GISANS pattern (arbitrary counts on linear color scale) of the dipped film from 2 M NaCl solution with 53 layer pairs at a wavelength of 3.2 Å.

Off-specular Neutron Scattering (OSS)

Off-specular data maps were qualitatively compared between different samples either using the raw detector images, or after normalizing to the incident beam spectrum and transferring into momentum transfer space⁵¹.

Quantitative fits of the OSS patterns were performed using the algorithm described in ref. ³³. Therefore the specular reflectivity model was used with two in-plane SLD correlations leading to off-specular scattering: the first one was correlated roughness at the deuterated polymer/ protonated polymer interfaces modeled with a Gaussian in-plane correlation length, which turned out to be in the tens of nm range. The equivalent radius of gyration was extracted from this correlation length by using eq. (1). This roughness was assumed to be also correlated between neighboring interfaces, with an exponentially decaying out-of-plane correlation length. This perpendicular correlation length turned out to be on the order of the total film thickness for all investigated samples leading to Bragg sheets as seen in e.g.
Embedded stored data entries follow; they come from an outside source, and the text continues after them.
use std::sync::Arc;
use std::time::Instant;

use axum::{
    extract::{ConnectInfo, State},
    http::StatusCode,
    response::{IntoResponse, Json},
};
use serde::Deserialize;
use tracing::{info, warn};

use crate::AppState;

#[derive(Deserialize)]
pub struct ContactRequest {
    email: String,
    message: String,
}

pub const RATE_LIMIT_PER_HOUR: usize = 10;
const MAX_MESSAGE_CHARS: usize = 10_000;

/// Check rate limit for an IP. Returns true if the request is allowed, false if rate-limited.
/// Prunes expired entries and records the new request if allowed.
pub fn check_rate_limit(entries: &mut Vec<Instant>, now: Instant, max_per_hour: usize) -> bool {
    let cutoff = now - std::time::Duration::from_secs(3600);
    entries.retain(|t| *t > cutoff);
    if entries.len() >= max_per_hour {
        return false;
    }
    entries.push(now);
    true
}

/// Drop IPs whose request history has fully expired, so the limiter map does
/// not grow without bound across distinct client IPs.
pub fn prune_empty_entries(limiter: &mut std::collections::HashMap<std::net::IpAddr, Vec<Instant>>) {
    let cutoff = Instant::now() - std::time::Duration::from_secs(3600);
    limiter.retain(|_, entries| {
        entries.retain(|t| *t > cutoff);
        !entries.is_empty()
    });
}

pub fn validate_contact(email: &str, message: &str) -> Result<(), &'static str> {
    if email.trim().is_empty() {
        return Err("email is required");
    }
    if message.trim().is_empty() {
        return Err("message is required");
    }
    if message.chars().count() > MAX_MESSAGE_CHARS {
        return Err("message too long");
    }
    Ok(())
}

/// `POST /api/contact` — relay a contact-form message. Blank fields are a
/// 400; delivery goes to the configured webhook, or the log when none is set.
pub async fn api_contact(
    State(state): State<Arc<AppState>>,
    ConnectInfo(addr): ConnectInfo<std::net::SocketAddr>,
    Json(body): Json<ContactRequest>,
) -> impl IntoResponse {
    if let Err(msg) = validate_contact(&body.email, &body.message) {
        return (
            StatusCode::BAD_REQUEST,
            Json(serde_json::json!({"error": msg})),
        )
            .into_response();
    }

    {
        let mut limiter = state.rate_limiter.lock().await;
        // Periodically prune empty entries to prevent unbounded HashMap growth
        if limiter.len() > 1000 {
            prune_empty_entries(&mut limiter);
        }
        let entries = limiter.entry(addr.ip()).or_default();
        if !check_rate_limit(entries, Instant::now(), RATE_LIMIT_PER_HOUR) {
            return (
                StatusCode::TOO_MANY_REQUESTS,
                Json(serde_json::json!({"error": "Rate limit exceeded — max 10 messages per hour"})),
            )
                .into_response();
        }
    }

    let email = body.email.trim();
    let message = body.message.trim();

    match &state.contact_webhook_url {
        Some(url) => {
            let payload = serde_json::json!({"email": email, "message": message});
            let delivered = match state.http.post(url).json(&payload).send().await {
                Ok(resp) if resp.status().is_success() => true,
                Ok(resp) => {
                    warn!(status = resp.status().as_u16(), "Contact webhook rejected message");
                    false
                }
                Err(e) => {
                    warn!(error = %e, "Contact webhook unreachable");
                    false
                }
            };
            if !delivered {
                return (
                    StatusCode::INTERNAL_SERVER_ERROR,
                    Json(serde_json::json!({"error": "failed to deliver message"})),
                )
                    .into_response();
            }
        }
        None => {
            info!(email, "Contact message received (no webhook configured)");
        }
    }

    Json(serde_json::json!({"ok": true})).into_response()
}

#[cfg(test)]
mod tests {
    use super::*;

    #[test]
    fn rejects_blank_email() {
        assert_eq!(validate_contact("   ", "hello"), Err("email is required"));
    }

    #[test]
    fn rejects_blank_message() {
        assert_eq!(validate_contact("a@b.c", "\n\t"), Err("message is required"));
    }

    #[test]
    fn rejects_oversized_message() {
        let long = "x".repeat(MAX_MESSAGE_CHARS + 1);
        assert_eq!(validate_contact("a@b.c", &long), Err("message too long"));
    }

    #[test]
    fn accepts_ordinary_message() {
        assert!(validate_contact("a@b.c", "hello there").is_ok());
    }

    #[test]
    fn rate_limit_allows_under_limit() {
        let mut entries = Vec::new();
        let now = Instant::now();
        for _ in 0..9 {
            assert!(check_rate_limit(&mut entries, now, 10));
        }
        assert_eq!(entries.len(), 9);
    }

    #[test]
    fn rate_limit_rejects_over_limit() {
        let mut entries = Vec::new();
        let now = Instant::now();
        for _ in 0..10 {
            assert!(check_rate_limit(&mut entries, now, 10));
        }
        assert!(!check_rate_limit(&mut entries, now, 10));
        assert_eq!(entries.len(), 10);
    }

    #[test]
    fn prune_drops_fully_expired_ips() {
        let mut limiter = std::collections::HashMap::new();
        let old = Instant::now() - std::time::Duration::from_secs(3601);
        let stale_ip: std::net::IpAddr = "10.0.0.1".parse().unwrap();
        let active_ip: std::net::IpAddr = "10.0.0.2".parse().unwrap();
        limiter.insert(stale_ip, vec![old, old]);
        limiter.insert(active_ip, vec![old, Instant::now()]);

        prune_empty_entries(&mut limiter);

        assert!(!limiter.contains_key(&stale_ip));
        // Active IP stays, with only its live timestamp kept.
        assert_eq!(limiter.get(&active_ip).map(Vec::len), Some(1));
    }

    #[test]
    fn prune_drops_empty_vecs() {
        let mut limiter = std::collections::HashMap::new();
        let ip: std::net::IpAddr = "10.0.0.3".parse().unwrap();
        limiter.insert(ip, Vec::new());
        prune_empty_entries(&mut limiter);
        assert!(limiter.is_empty());
    }

    #[test]
    fn rate_limit_expires_old_entries() {
        let mut entries = Vec::new();
        let old = Instant::now() - std::time::Duration::from_secs(3601);
        for _ in 0..10 {
            entries.push(old);
        }
        let now = Instant::now();
        assert!(check_rate_limit(&mut entries, now, 10));
        assert_eq!(entries.len(), 1);
    }
}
Fig. 4a.

The second contribution to OSS was assumed to be in-plane inhomogeneities across the whole layer brought to light by the nominal SLDs from specular fits deviating form the pure deuterated and protonated polymer SLDs. Here the pure polymer SLDs were assumed to be 3.7*10⁻⁶Å⁻² for the partially hydrated d-PSS and 0.3*10⁻⁶Å⁻² for the partially hydrated protonated polymers and the concentration of the defects was calculated according to the fitted nominal SLDs from the specular NR analysis. The form of these defects was modeled as an exponential in-plane correlation length similar to the SANS fractal scattering model. The result of this contribution was OSS scattering around the critical edge known as Yoneda peaks (see e.g. Supplementary Fig. 8). To fit the OSS data correlation lengths in the hundreds of nm range had to be assumed, slightly larger than the size of agglomerates extracted from the SANS analysis.

Ellipsometry

A spectroscopic ellipsometer (SENpro, SENTECH Instrument GmbH) was used to determine the refractive indices and the total thickness of the films. It was operated at a fixed angle of 70^∘ and a wavelength range of 3700 Å - 10500 Å.